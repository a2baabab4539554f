use axum::{Router, middleware};

use crate::state::SharedState;

pub mod auth;
pub mod discover;
pub mod docs;
pub mod games;
pub mod health;
pub mod messages;
pub mod profiles;
pub mod sse;

/// Compose all route trees, wiring in session resolution, shared state and documentation routes.
pub fn router(state: SharedState) -> Router<()> {
    let api_router = health::router()
        .merge(auth::router())
        .merge(games::router())
        .merge(messages::router())
        .merge(profiles::router())
        .merge(discover::router())
        .merge(sse::router())
        .layer(middleware::from_fn_with_state(
            state.clone(),
            auth::resolve_session,
        ));

    let docs_router = docs::router(state.clone());

    api_router.merge(docs_router).with_state(state)
}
————
Throughout the data above, count the lines in which the word "discover" occurs; supply the number alone.

2